Today was my first time voting in Georgia, and I was sent to the Bunnyville library for the privilege. Even in this small outpost, Georgia uses a surprisingly high tech system. No curtains and pencil-marked ballots here. 

When I walked in, thankfully during a slow period, I was greeted by a nice gentleman who directed me to two older ladies behind a table. They checked my license and had me fill out a form with name and address. They carefully compared the license and my form. (p.s. I have taken out my driver's license here more times in a week than I did in a year in New Hampshire)

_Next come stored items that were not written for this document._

pub mod health;
pub mod items;
pub mod scan;
pub mod websites;

use axum::Router;

use crate::state::AppState;

/// Build the `/api` route tree.
///
/// ```text
/// /items               dashboard items + poll metadata (GET)
/// /scan                manual supervisor scan (POST)
/// /websites            register a website (POST)
/// /websites/{name}     unregister a website (DELETE)
/// ```
pub fn api_routes() -> Router<AppState> {
    Router::new()
        .merge(items::router())
        .merge(scan::router())
        .merge(websites::router())
}
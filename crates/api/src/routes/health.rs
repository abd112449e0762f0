use axum::extract::State;
use axum::{routing::get, Json, Router};
use serde::Serialize;

use crate::state::AppState;

/// Health check response payload.
#[derive(Serialize)]
pub struct HealthResponse {
    /// Overall service status.
    pub status: &'static str,
    /// Crate version from Cargo.toml.
    pub version: &'static str,
    /// Requests currently pending or in flight in the icon queue.
    pub icon_queue_len: usize,
}

/// GET /health -- returns service status and queue depth.
async fn health_check(State(state): State<AppState>) -> Json<HealthResponse> {
    Json(HealthResponse {
        status: "ok",
        version: env!("CARGO_PKG_VERSION"),
        icon_queue_len: state.queue.len(),
    })
}

/// Mount health check routes (intended for root-level, NOT under `/api`).
pub fn router() -> Router<AppState> {
    Router::new().route("/health", get(health_check))
}
use std::sync::Arc;

use tessera_events::EventBus;
use tessera_pipeline::Cascade;
use tessera_scanner::SupervisorCli;
use tessera_store::StateStore;
use tessera_worker::IconQueue;

use crate::config::ServerConfig;

/// Shared application state injected into every handler and background
/// task. Cheap to clone; everything heavyweight is behind an `Arc`.
#[derive(Clone)]
pub struct AppState {
    pub store: Arc<StateStore>,
    pub queue: Arc<IconQueue>,
    pub events: Arc<EventBus>,
    pub cascade: Arc<Cascade>,
    pub supervisor: Arc<SupervisorCli>,
    pub config: Arc<ServerConfig>,
    /// Client used for HTML probes and homepage fetches.
    pub probe_client: reqwest::Client,
}
use axum::extract::State;
use axum::{routing::get, Json, Router};
use chrono::{DateTime, Utc};
use serde::Serialize;
use tessera_core::naming::sanitize_name;
use tessera_core::{IconStatus, ItemKind};
use tessera_store::ItemSnapshot;

use crate::state::AppState;

/// One dashboard tile.
#[derive(Serialize)]
pub struct ItemView {
    pub name: String,
    pub kind: ItemKind,
    pub port: Option<u16>,
    pub url: Option<String>,
    pub description: Option<String>,
    pub icon_status: IconStatus,
    /// Whether the final icon file exists on disk. The dashboard shows
    /// the icon only once this is true; `icon_status` is informational.
    pub has_icon: bool,
    /// Static URL of the final icon, present iff `has_icon`.
    pub icon_url: Option<String>,
    pub is_dead: bool,
}

/// GET /api/items response payload.
#[derive(Serialize)]
pub struct ItemsResponse {
    pub items: Vec<ItemView>,
    pub last_scan: Option<DateTime<Utc>>,
    /// Monotonic counter; clients poll it to detect changes.
    pub change_version: u64,
    /// Lets the frontend detect a server restart and do a full reload.
    pub server_pid: u32,
}

/// GET /api/items -- everything the dashboard renders, in one response.
async fn list_items(State(state): State<AppState>) -> Json<ItemsResponse> {
    let snapshots = state.store.all_visible_items().await;
    let items = snapshots
        .into_iter()
        .map(|snapshot| item_view(&state, snapshot))
        .collect();

    Json(ItemsResponse {
        items,
        last_scan: state.store.last_scan().await,
        change_version: state.events.change_version(),
        server_pid: std::process::id(),
    })
}

fn item_view(state: &AppState, snapshot: ItemSnapshot) -> ItemView {
    let has_icon = state.cascade.has_icon(&snapshot.name);
    let icon_url = if has_icon {
        sanitize_name(&snapshot.name)
            .ok()
            .map(|key| format!("/icons/{key}.png"))
    } else {
        None
    };

    ItemView {
        name: snapshot.name,
        kind: snapshot.kind,
        port: snapshot.port,
        url: snapshot.url,
        description: snapshot.description,
        icon_status: snapshot.icon_status,
        has_icon,
        icon_url,
        is_dead: snapshot.is_dead,
    }
}

pub fn router() -> Router<AppState> {
    Router::new().route("/items", get(list_items))
}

Then I was handed off to Ruby, resplendent in 1920s hair waves and satin blouse, who checked my license and form against a computer screen.  It took Ruby a minute as she looked up my last name wrong. (A constant down here) Then I went on to the next dear soul, wearing her Sunday hat, who took my form and issued me a yellow key card. 

After a few minutes fiddling around and realizing the card stayed in the machine (no swiping), I quickly voted on the touch screen. Some progressive community development and land preservation warrants on the ballot, I was glad to see. Many of the county officials ran unopposed. Maybe they can't get anyone to run. I can understand that after my own brief and painful foray into town government. 

I handed in my yellow card, was given a peach sticker (sweet) and bid a kind farewell by all.

The whole thing was fast, under ten minutes, but a much more intensive process than Bethlehem, NH, where you check in, get your ballot, mark it and check out. 

My next goal is to find out where the name Rabbittown came, catfish and hush puppies at the cafe, anyone?